Hinweis zum Sprachgebrauch in älteren Beiträgen
Der folgende ältere Beitrag kann Sprache und Formulierungen enthalten, die heute nicht mehr den Ansprüchen einer diskriminierungsfreien und sensiblen Ausdrucksweise entsprechen. Er wurde im historischen Kontext verfasst und bewusst unverändert gelassen, um unsere jahrzehntelange Menschenrechtsarbeit zu dokumentieren.

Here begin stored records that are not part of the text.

//! Protocol message decoding

use super::constants::{flags, section, HEADER_LENGTH, MAX_MESSAGE_SIZE, OP_COMPRESSED, OP_MSG};
use super::message::{DocumentSequence, MessageHeader, OpMsg};
use bson::Document;
use std::io;

/// Decode a message header
pub fn decode_header(data: &[u8]) -> io::Result<MessageHeader> {
    if data.len() < HEADER_LENGTH {
        return Err(io::Error::new(
            io::ErrorKind::UnexpectedEof,
            "incomplete message header",
        ));
    }

    Ok(MessageHeader {
        length: read_i32(data, 0),
        request_id: read_i32(data, 4),
        response_to: read_i32(data, 8),
        op_code: read_i32(data, 12),
    })
}

/// Decode an OP_MSG from the front of `data` without consuming it
///
/// # Returns
/// `Ok((msg, consumed))` - Message and number of bytes consumed. The caller
/// must advance its buffer.
/// `Err(e)` - `UnexpectedEof` if more bytes are needed, any other kind if the
/// message is invalid
pub fn decode_message(data: &[u8]) -> io::Result<(OpMsg, usize)> {
    let header = decode_header(data)?;

    if header.length < (HEADER_LENGTH + 5) as i32 {
        return Err(invalid(format!("message length {} too small", header.length)));
    }
    let len = header.length as usize;
    if len > MAX_MESSAGE_SIZE {
        return Err(invalid(format!(
            "message length {} exceeds maximum allowed {}",
            len, MAX_MESSAGE_SIZE
        )));
    }

    match header.op_code {
        OP_MSG => {}
        OP_COMPRESSED => {
            return Err(io::Error::new(
                io::ErrorKind::Unsupported,
                "compressed messages were not negotiated",
            ))
        }
        other => return Err(invalid(format!("unexpected opcode {}", other))),
    }

    if data.len() < len {
        return Err(io::Error::new(
            io::ErrorKind::UnexpectedEof,
            "incomplete message body",
        ));
    }

    let msg_flags = read_u32(data, HEADER_LENGTH);
    let unknown_required = msg_flags
        & flags::REQUIRED_MASK
        & !(flags::CHECKSUM_PRESENT | flags::MORE_TO_COME);
    if unknown_required != 0 {
        return Err(invalid(format!(
            "unknown required flag bits {:#x}",
            unknown_required
        )));
    }

    // The checksum is not verified: TCP and TLS already cover integrity here
    let mut end = len;
    if msg_flags & flags::CHECKSUM_PRESENT != 0 {
        if len < HEADER_LENGTH + 4 + 4 {
            return Err(invalid("checksum flag set on a truncated message"));
        }
        end -= 4;
    }

    let mut body = None;
    let mut sequences = Vec::new();
    let mut pos = HEADER_LENGTH + 4;

    while pos < end {
        let kind = data[pos];
        pos += 1;
        match kind {
            section::BODY => {
                let (doc, size) = read_document(&data[pos..end])?;
                if body.replace(doc).is_some() {
                    return Err(invalid("more than one body section"));
                }
                pos += size;
            }
            section::DOCUMENT_SEQUENCE => {
                if end - pos < 4 {
                    return Err(invalid("truncated document sequence"));
                }
                let size = read_i32(data, pos);
                if size < 5 || pos + size as usize > end {
                    return Err(invalid(format!("bad document sequence size {}", size)));
                }
                let seq_end = pos + size as usize;
                let mut cursor = pos + 4;

                let nul = data[cursor..seq_end]
                    .iter()
                    .position(|&b| b == 0)
                    .ok_or_else(|| invalid("unterminated sequence identifier"))?;
                let identifier = std::str::from_utf8(&data[cursor..cursor + nul])
                    .map_err(|e| invalid(e.to_string()))?
                    .to_string();
                cursor += nul + 1;

                let mut documents = Vec::new();
                while cursor < seq_end {
                    let (doc, size) = read_document(&data[cursor..seq_end])?;
                    documents.push(doc);
                    cursor += size;
                }

                sequences.push(DocumentSequence {
                    identifier,
                    documents,
                });
                pos = seq_end;
            }
            other => return Err(invalid(format!("unknown section kind {}", other))),
        }
    }

    let body = body.ok_or_else(|| invalid("message has no body section"))?;

    Ok((
        OpMsg {
            request_id: header.request_id,
            response_to: header.response_to,
            flags: msg_flags,
            body,
            sequences,
        },
        len,
    ))
}

fn read_document(data: &[u8]) -> io::Result<(Document, usize)> {
    if data.len() < 5 {
        return Err(invalid("truncated document"));
    }
    let size = read_i32(data, 0);
    if size < 5 || size as usize > data.len() {
        return Err(invalid(format!("bad document size {}", size)));
    }
    let size = size as usize;
    let doc = Document::from_reader(&data[..size]).map_err(|e| invalid(e.to_string()))?;
    Ok((doc, size))
}

fn read_i32(data: &[u8], pos: usize) -> i32 {
    i32::from_le_bytes([data[pos], data[pos + 1], data[pos + 2], data[pos + 3]])
}

fn read_u32(data: &[u8], pos: usize) -> u32 {
    u32::from_le_bytes([data[pos], data[pos + 1], data[pos + 2], data[pos + 3]])
}

fn invalid(msg: impl Into<String>) -> io::Error {
    io::Error::new(io::ErrorKind::InvalidData, msg.into())
}
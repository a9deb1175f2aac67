//! Shared session handle

use super::conn::{Connection, ServerDescription};
use crate::client::ServerAddress;
use crate::config::WriteConcern;
use crate::protocol::constants::commands;
use crate::{Error, Result};
use bson::{doc, Document};
use std::time::Duration;
use tokio::sync::Mutex;

/// Commands that carry the session's write concern
const WRITE_COMMANDS: &[&str] = &[
    "insert",
    "update",
    "delete",
    "findAndModify",
    "createUser",
    "updateUser",
    "dropUser",
    "dropAllUsersFromDatabase",
    "grantRolesToUser",
    "revokeRolesFromUser",
    "createRole",
    "dropRole",
];

/// An established, authenticated connection shared by every caller of the
/// producer
///
/// All methods take `&self`; commands are serialized over the single
/// underlying connection.
#[derive(Debug)]
pub struct Session {
    conn: Mutex<Connection>,
    address: ServerAddress,
    description: Option<ServerDescription>,
    write_concern: Option<WriteConcern>,
    operation_timeout: Option<Duration>,
    pool_limit: Option<i64>,
}

impl Session {
    /// Wrap an established connection
    pub fn new(conn: Connection) -> Self {
        let address = conn.address().clone();
        let description = conn.description().cloned();
        Self {
            conn: Mutex::new(conn),
            address,
            description,
            write_concern: None,
            operation_timeout: None,
            pool_limit: None,
        }
    }

    /// Apply `concern` to write commands sent through this session
    pub fn with_write_concern(mut self, concern: Option<WriteConcern>) -> Self {
        self.write_concern = concern;
        self
    }

    /// Bound each command by `operation` and each socket read by `socket`
    pub fn with_timeouts(mut self, operation: Duration, socket: Duration) -> Self {
        self.operation_timeout = Some(operation);
        self.conn.get_mut().set_socket_timeout(Some(socket));
        self
    }

    /// Record the `maxPoolSize` requested by the connection URL
    pub fn with_pool_limit(mut self, limit: Option<i64>) -> Self {
        self.pool_limit = limit;
        self
    }

    /// Server this session is connected to
    pub fn address(&self) -> &ServerAddress {
        &self.address
    }

    /// Server description captured during the handshake
    pub fn description(&self) -> Option<&ServerDescription> {
        self.description.as_ref()
    }

    /// Write concern applied to write commands
    pub fn write_concern(&self) -> Option<&WriteConcern> {
        self.write_concern.as_ref()
    }

    /// Per-command time limit
    pub fn operation_timeout(&self) -> Option<Duration> {
        self.operation_timeout
    }

    /// Pool limit requested by the connection URL
    pub fn pool_limit(&self) -> Option<i64> {
        self.pool_limit
    }

    /// Run a command, attaching the write concern to write commands that do
    /// not already carry one
    pub async fn run_command(&self, mut command: Document) -> Result<Document> {
        if let Some(concern) = &self.write_concern {
            let is_write = command
                .keys()
                .next()
                .is_some_and(|name| WRITE_COMMANDS.contains(&name.as_str()));
            if is_write && !command.contains_key("writeConcern") {
                concern.apply_to(&mut command);
            }
        }

        let mut conn = self.conn.lock().await;
        let Some(limit) = self.operation_timeout else {
            return conn.run_command(command).await;
        };
        match tokio::time::timeout(limit, conn.run_command(command)).await {
            Ok(result) => result,
            Err(_) => {
                // The reply may still arrive; the stream can't be reused
                conn.close().await;
                Err(Error::Timeout {
                    operation: "command",
                    after: limit,
                })
            }
        }
    }

    /// Liveness probe
    pub async fn ping(&self) -> Result<()> {
        self.run_command(doc! { "ping": 1, "$db": commands::ADMIN_DB })
            .await
            .map(|_| ())
    }

    /// Close the underlying connection; safe to call more than once
    pub async fn close(&self) {
        self.conn.lock().await.close().await;
        tracing::debug!(address = %self.address, "session closed");
    }
}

Mit dem ehemaligen Kirchenmobil von Münster ist das GfbV-Team schon seit einigen Wochen im Kosovo unterwegs. Das mobile Beratungsbüro für Roma- und Aschkali-Frauen, konnte weitgehend mit Spenden aus Münster finanziert werden. Herzlichen Dank sagt unsere Regionalgruppe Münster (RG) an dieser Stelle allen, die dazu beigetragen haben. Paul Polansky, unser amerikanischer Mitarbeiter im Kosovo, und seine Kollegin Miradija Gidzic waren auf Einladung unserer Regionalgruppe unter Leitung von Dr. Kajo Schukalla Mitte Oktober nach Westfalen gekommen, um den Wagen abzuholen. Die beiden wurden von Bürgermeister Fritz Krüger im symbolträchtigen Friedenssaal, in dem 1648 der erste gesamteuropäische Krieg, der sog. Dreißigjährige Krieg, beendet wurde, empfangen. Sie berichteten, dass die Lage auch in Mitrovica sehr kritisch ist, die Angehörigen der Roma- und Aschkali-Minderheit Diskriminierung und Verfolgung ausgesetzt sind. Aus Mitrovica kommen viele Roma, die nach der Zerstörung ihrer Häuser und gewaltsamen Angriffen extremistischer Albaner in Münster Schutz gesucht haben. Die bedrohliche Menschenrechtslage der letzten noch im Kosovo verbliebenen Roma und Aschkali war dann auch Thema bei dem Informationsgespräch des GfbV-Teams mit dem Ausländerbeirat von Münster.